//! Site configuration (_config.yml + environment overlay)

use anyhow::{bail, Result};
use serde::{Deserialize, Serialize};
use std::fs;
use std::path::Path;

/// Deployment environment the server runs in
#[derive(Debug, Clone, Copy, PartialEq, Eq, Default, Serialize, Deserialize)]
#[serde(rename_all = "lowercase")]
pub enum Environment {
    #[default]
    Development,
    Production,
}

impl Environment {
    fn from_env_value(value: &str) -> Option<Self> {
        match value.trim().to_ascii_lowercase().as_str() {
            "production" | "prod" => Some(Self::Production),
            "development" | "dev" => Some(Self::Development),
            _ => None,
        }
    }
}

/// Main site configuration
#[derive(Debug, Clone, Serialize, Deserialize)]
#[serde(default)]
pub struct SiteConfig {
    // Site
    pub title: String,
    pub description: String,
    pub language: String,
    pub url: String,

    // Directory
    pub content_dir: String,
    pub public_dir: String,

    // Editing
    pub environment: Environment,
    pub allow_edit_on_prod: bool,
    pub owner_secret: Option<String>,
    pub session_secret: Option<String>,
    pub cookie_secure: bool,
    pub max_upload_bytes: usize,

    // Feed
    pub feed_limit: usize,

    // Publishing
    #[serde(default)]
    pub git: GitConfig,
}

impl Default for SiteConfig {
    fn default() -> Self {
        Self {
            title: "My Blog".to_string(),
            description: "Updates".to_string(),
            language: "ja".to_string(),
            url: "http://localhost:3000".to_string(),

            content_dir: "content".to_string(),
            public_dir: "public".to_string(),

            environment: Environment::Development,
            allow_edit_on_prod: false,
            owner_secret: None,
            session_secret: None,
            cookie_secure: true,
            max_upload_bytes: 10 * 1024 * 1024,

            feed_limit: 20,

            git: GitConfig::default(),
        }
    }
}

impl SiteConfig {
    /// Load configuration from a file
    pub fn load<P: AsRef<Path>>(path: P) -> Result<Self> {
        let content = fs::read_to_string(path.as_ref())?;
        let config: SiteConfig = serde_yaml::from_str(&content)?;
        Ok(config)
    }

    /// Overlay values from process environment variables
    pub fn apply_env(&mut self) {
        self.apply_vars(|key| std::env::var(key).ok());
    }

    /// Overlay values from an arbitrary variable lookup
    pub fn apply_vars<F>(&mut self, lookup: F)
    where
        F: Fn(&str) -> Option<String>,
    {
        if let Some(v) = lookup("OWNER_SECRET") {
            self.owner_secret = Some(v);
        }
        if let Some(v) = lookup("SESSION_SECRET") {
            self.session_secret = Some(v);
        }
        if let Some(v) = lookup("SITE_URL") {
            self.url = v;
        }
        if let Some(v) = lookup("RSS_TITLE") {
            self.title = v;
        }
        if let Some(v) = lookup("RSS_DESCRIPTION") {
            self.description = v;
        }
        if let Some(v) = lookup("BLOG_ENV") {
            match Environment::from_env_value(&v) {
                Some(env) => self.environment = env,
                None => tracing::warn!("Ignoring unknown BLOG_ENV value: {}", v),
            }
        }
        if let Some(v) = lookup("ALLOW_EDIT_ON_PROD") {
            self.allow_edit_on_prod = v == "true";
        }
        if let Some(v) = lookup("GIT_AUTHOR_NAME") {
            self.git.author_name = v;
        }
        if let Some(v) = lookup("GIT_AUTHOR_EMAIL") {
            self.git.author_email = v;
        }
    }

    /// Check the settings the server cannot run without
    pub fn validate(&self) -> Result<()> {
        if self.owner_secret.as_deref().map_or(true, str::is_empty) {
            bail!("owner_secret is not configured (set OWNER_SECRET)");
        }
        if self.session_secret.as_deref().map_or(true, str::is_empty) {
            bail!("session_secret is not configured (set SESSION_SECRET)");
        }
        Ok(())
    }

    /// Whether write endpoints are open in the current environment
    pub fn editing_enabled(&self) -> bool {
        self.environment != Environment::Production || self.allow_edit_on_prod
    }

    /// Site URL without a trailing slash
    pub fn base_url(&self) -> &str {
        self.url.trim_end_matches('/')
    }
}

/// Git publishing configuration
#[derive(Debug, Clone, Serialize, Deserialize)]
#[serde(default)]
pub struct GitConfig {
    pub remote: String,
    pub branch: String,
    pub author_name: String,
    pub author_email: String,
}

impl Default for GitConfig {
    fn default() -> Self {
        Self {
            remote: "origin".to_string(),
            branch: "main".to_string(),
            author_name: "owner".to_string(),
            author_email: "owner@example.com".to_string(),
        }
    }
}
//! HTTP server: shared state, routing and startup

mod auth;
mod content;
mod error;
mod pages;

use anyhow::Result;
use axum::{
    extract::DefaultBodyLimit,
    middleware,
    routing::{get, post},
    Router,
};
use std::net::SocketAddr;
use std::path::Path;
use std::sync::Arc;
use tower_http::services::ServeDir;
use tower_http::trace::TraceLayer;

use crate::auth::{Clock, SystemClock, TokenSigner};
use crate::config::SiteConfig;
use crate::content::{ContentStore, MarkdownRenderer, Post};
use crate::editor::Editor;
use crate::error::Error;
use crate::templates::TemplateRenderer;
use crate::vcs::{GitCli, VersionControl};
use crate::Blog;

/// Immutable state shared by every request
pub struct AppState {
    pub config: SiteConfig,
    pub store: ContentStore,
    pub editor: Editor,
    pub signer: TokenSigner,
    pub clock: Arc<dyn Clock>,
    pub templates: TemplateRenderer,
    pub markdown: MarkdownRenderer,
}

impl AppState {
    /// Build the state for a repository checkout at `root`
    ///
    /// Fails when the configuration lacks either secret.
    pub fn new<P: AsRef<Path>>(
        config: SiteConfig,
        root: P,
        vcs: Arc<dyn VersionControl>,
        clock: Arc<dyn Clock>,
    ) -> Result<Self> {
        config.validate()?;

        let store = ContentStore::new(root, &config.content_dir, &config.public_dir);
        let editor = Editor::new(&config, store.clone(), vcs);
        let signer = TokenSigner::new(config.session_secret.as_deref().unwrap_or_default());

        Ok(Self {
            config,
            store,
            editor,
            signer,
            clock,
            templates: TemplateRenderer::new()?,
            markdown: MarkdownRenderer::new(),
        })
    }

    /// Published posts, newest first
    pub async fn posts(&self) -> Result<Vec<Post>, Error> {
        let store = self.store.clone();
        tokio::task::spawn_blocking(move || store.list_posts())
            .await
            .map_err(|e| Error::Io(std::io::Error::other(e)))?
    }

    /// A single post by slug, published or not
    pub async fn post(&self, slug: String) -> Result<Option<Post>, Error> {
        let store = self.store.clone();
        tokio::task::spawn_blocking(move || store.get_post(&slug))
            .await
            .map_err(|e| Error::Io(std::io::Error::other(e)))
    }
}

/// Build the application router
pub fn router(state: Arc<AppState>) -> Router {
    let owner_only = Router::new()
        .route("/write", get(pages::write))
        .route("/api/content/save", post(content::save))
        .route("/api/content/upload", post(content::upload))
        .route("/api/content/publish", post(content::publish))
        .route_layer(middleware::from_fn_with_state(
            state.clone(),
            auth::require_owner,
        ));

    Router::new()
        .route("/", get(pages::home))
        .route("/blog", get(pages::blog_index))
        .route("/blog/:slug", get(pages::post_detail))
        .route("/login", get(pages::login))
        .route("/rss", get(pages::rss))
        .route("/sitemap.xml", get(pages::sitemap))
        .route("/api/auth/login", post(auth::login))
        .route("/api/auth/logout", post(auth::logout))
        .merge(owner_only)
        .nest_service("/images", ServeDir::new(state.store.images_dir()))
        .layer(DefaultBodyLimit::max(state.config.max_upload_bytes))
        .layer(TraceLayer::new_for_http())
        .with_state(state)
}

/// Start the blog server
pub async fn start(blog: &Blog, ip: &str, port: u16) -> Result<()> {
    let vcs = Arc::new(GitCli::new(&blog.base_dir, blog.config.git.clone()));
    let state = AppState::new(
        blog.config.clone(),
        &blog.base_dir,
        vcs,
        Arc::new(SystemClock),
    )?;

    if !state.config.editing_enabled() {
        tracing::info!("Editing is disabled in production");
    }

    let app = router(Arc::new(state));

    // Parse address - handle "localhost" specially
    let bind_ip = if ip == "localhost" { "127.0.0.1" } else { ip };
    let addr: SocketAddr = format!("{}:{}", bind_ip, port).parse()?;

    println!("Server running at http://{}:{}", ip, port);
    println!("Press Ctrl+C to stop.");

    let listener = tokio::net::TcpListener::bind(addr).await?;
    axum::serve(listener, app).await?;

    Ok(())
}
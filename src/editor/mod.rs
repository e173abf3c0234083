//! Owner write actions: save, upload and publish
//!
//! Every action first checks the environment write gate, then validates its
//! input, and only then touches the content store or version control. A
//! rejected request leaves no partial side effects behind.

use chrono::{DateTime, Utc};
use std::path::PathBuf;
use std::sync::Arc;

use crate::config::SiteConfig;
use crate::content::slug::validate_slug;
use crate::content::ContentStore;
use crate::error::{Error, Result};
use crate::vcs::VersionControl;

/// A file received from the editor's upload form
#[derive(Debug, Clone)]
pub struct UploadedFile {
    pub file_name: String,
    pub bytes: Vec<u8>,
}

#[derive(Clone)]
pub struct Editor {
    store: ContentStore,
    vcs: Arc<dyn VersionControl>,
    editing_enabled: bool,
}

impl Editor {
    pub fn new(config: &SiteConfig, store: ContentStore, vcs: Arc<dyn VersionControl>) -> Self {
        Self {
            store,
            vcs,
            editing_enabled: config.editing_enabled(),
        }
    }

    /// Reject writes when the environment write gate is closed
    pub fn ensure_enabled(&self) -> Result<()> {
        if self.editing_enabled {
            Ok(())
        } else {
            Err(Error::EditingDisabled)
        }
    }

    /// Write `content` as the full source of post `slug`
    pub async fn save(&self, slug: &str, content: Option<&str>) -> Result<PathBuf> {
        self.ensure_enabled()?;
        let slug = validate_slug(slug)?.to_string();
        let content = match content {
            Some(c) if !c.trim().is_empty() => c.to_string(),
            _ => return Err(Error::MissingContent),
        };

        let store = self.store.clone();
        blocking(move || store.save_post(&slug, &content)).await
    }

    /// Store an uploaded asset under the post's image folder, returning its URL
    pub async fn upload(
        &self,
        slug: &str,
        file: Option<UploadedFile>,
        now: DateTime<Utc>,
    ) -> Result<String> {
        self.ensure_enabled()?;
        let slug = validate_slug(slug)?.to_string();
        let file = match file {
            Some(f) if !f.bytes.is_empty() => f,
            _ => return Err(Error::MissingFile),
        };

        let store = self.store.clone();
        blocking(move || store.store_asset(&slug, &file.file_name, &file.bytes, now)).await
    }

    /// Stage, commit and push a post together with its assets
    ///
    /// A failed commit (typically "nothing to commit") is logged and ignored;
    /// staging and push failures are returned.
    pub async fn publish(&self, slug: &str) -> Result<()> {
        self.ensure_enabled()?;
        let slug = validate_slug(slug)?;

        let post_path = self.store.post_path(slug);
        if !tokio::fs::try_exists(&post_path).await? {
            return Err(Error::UnknownPost(slug.to_string()));
        }

        let mut paths = vec![self.store.relative(&post_path)];
        let asset_dir = self.store.asset_dir(slug);
        if tokio::fs::try_exists(&asset_dir).await? {
            paths.push(self.store.relative(&asset_dir));
        }

        self.vcs.stage(&paths).await?;

        if let Err(e) = self.vcs.commit(&format!("post: {}", slug)).await {
            tracing::warn!("Commit for {} skipped: {}", slug, e);
        }

        self.vcs.push().await?;
        tracing::info!("Published {}", slug);
        Ok(())
    }
}

/// Run blocking filesystem work off the async executor
async fn blocking<F, T>(f: F) -> Result<T>
where
    F: FnOnce() -> Result<T> + Send + 'static,
    T: Send + 'static,
{
    tokio::task::spawn_blocking(f)
        .await
        .map_err(|e| Error::Io(std::io::Error::other(e)))?
}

Task brief - In the entries above, find the line with "address - handle" and the line with "version control. A", then restate word for word both of them and every line between, with nothing more.

Final answer -
    // Parse address - handle "localhost" specially
    let bind_ip = if ip == "localhost" { "127.0.0.1" } else { ip };
    let addr: SocketAddr = format!("{}:{}", bind_ip, port).parse()?;

    println!("Server running at http://{}:{}", ip, port);
    println!("Press Ctrl+C to stop.");

    let listener = tokio::net::TcpListener::bind(addr).await?;
    axum::serve(listener, app).await?;

    Ok(())
}
filename src/editor/mod.rs
repository e173abf3c0234083
//! Owner write actions: save, upload and publish
//!
//! Every action first checks the environment write gate, then validates its
//! input, and only then touches the content store or version control. A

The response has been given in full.